▶ [Task details]
Among the entries below, find all lines that include "moves" and copy them.

▶ [Source material]
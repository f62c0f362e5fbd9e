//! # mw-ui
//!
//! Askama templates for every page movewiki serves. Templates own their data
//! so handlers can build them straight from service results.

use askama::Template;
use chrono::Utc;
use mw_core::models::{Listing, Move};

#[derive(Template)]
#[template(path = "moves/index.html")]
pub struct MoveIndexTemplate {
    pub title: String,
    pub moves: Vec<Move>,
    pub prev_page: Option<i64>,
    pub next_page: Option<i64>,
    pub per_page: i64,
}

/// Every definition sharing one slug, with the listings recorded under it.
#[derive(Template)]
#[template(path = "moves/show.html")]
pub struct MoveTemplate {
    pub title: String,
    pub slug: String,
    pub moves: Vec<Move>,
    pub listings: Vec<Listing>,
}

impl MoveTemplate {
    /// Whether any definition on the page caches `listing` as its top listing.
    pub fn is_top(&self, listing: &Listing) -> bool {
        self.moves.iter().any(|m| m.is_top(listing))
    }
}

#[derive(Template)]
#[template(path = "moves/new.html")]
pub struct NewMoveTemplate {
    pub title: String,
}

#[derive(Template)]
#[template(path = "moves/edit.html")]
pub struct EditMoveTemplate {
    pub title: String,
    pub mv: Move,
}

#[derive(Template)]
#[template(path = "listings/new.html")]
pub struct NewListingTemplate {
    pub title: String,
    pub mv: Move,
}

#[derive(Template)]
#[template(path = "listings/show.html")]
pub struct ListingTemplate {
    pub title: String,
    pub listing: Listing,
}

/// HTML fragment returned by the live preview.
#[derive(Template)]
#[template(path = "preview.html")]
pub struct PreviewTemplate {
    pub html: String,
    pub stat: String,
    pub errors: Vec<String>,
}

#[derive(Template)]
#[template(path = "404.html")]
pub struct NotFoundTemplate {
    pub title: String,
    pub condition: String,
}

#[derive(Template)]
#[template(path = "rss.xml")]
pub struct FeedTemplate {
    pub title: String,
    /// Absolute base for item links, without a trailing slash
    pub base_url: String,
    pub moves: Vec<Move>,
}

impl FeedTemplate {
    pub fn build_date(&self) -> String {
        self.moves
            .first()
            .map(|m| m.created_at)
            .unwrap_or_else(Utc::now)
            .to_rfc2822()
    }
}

▶ [Solution for this exercise]
#[template(path = "moves/index.html")]
    pub moves: Vec<Move>,
#[template(path = "moves/show.html")]
    pub moves: Vec<Move>,
        self.moves.iter().any(|m| m.is_top(listing))
#[template(path = "moves/new.html")]
#[template(path = "moves/edit.html")]
    pub moves: Vec<Move>,
        self.moves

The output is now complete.